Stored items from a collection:
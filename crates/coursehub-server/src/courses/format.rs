//! Display formatting for catalog listings.

/// Render a duration in minutes as `"45m"`, `"2h"` or `"1h 30m"`.
pub fn format_duration(minutes: u32) -> String {
    let (hours, mins) = (minutes / 60, minutes % 60);
    match (hours, mins) {
        (0, m) => format!("{m}m"),
        (h, 0) => format!("{h}h"),
        (h, m) => format!("{h}h {m}m"),
    }
}

/// Render a price in cents as `"Free"` or `"$12.50"`.
pub fn format_price(cents: u32) -> String {
    if cents == 0 {
        "Free".to_string()
    } else {
        format!("${}.{:02}", cents / 100, cents % 100)
    }
}

#[cfg(test)]
mod tests {
    use super::*;

    #[test]
    fn test_format_duration() {
        assert_eq!(format_duration(0), "0m");
        assert_eq!(format_duration(45), "45m");
        assert_eq!(format_duration(120), "2h");
        assert_eq!(format_duration(90), "1h 30m");
        assert_eq!(format_duration(605), "10h 5m");
    }

    #[test]
    fn test_format_price() {
        assert_eq!(format_price(0), "Free");
        assert_eq!(format_price(5), "$0.05");
        assert_eq!(format_price(1250), "$12.50");
        assert_eq!(format_price(19900), "$199.00");
    }
}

Exercise =>
In the data above, find each line that uses the string "hours". Copy it.

Solution below =>
    let (hours, mins) = (minutes / 60, minutes % 60);
    match (hours, mins) {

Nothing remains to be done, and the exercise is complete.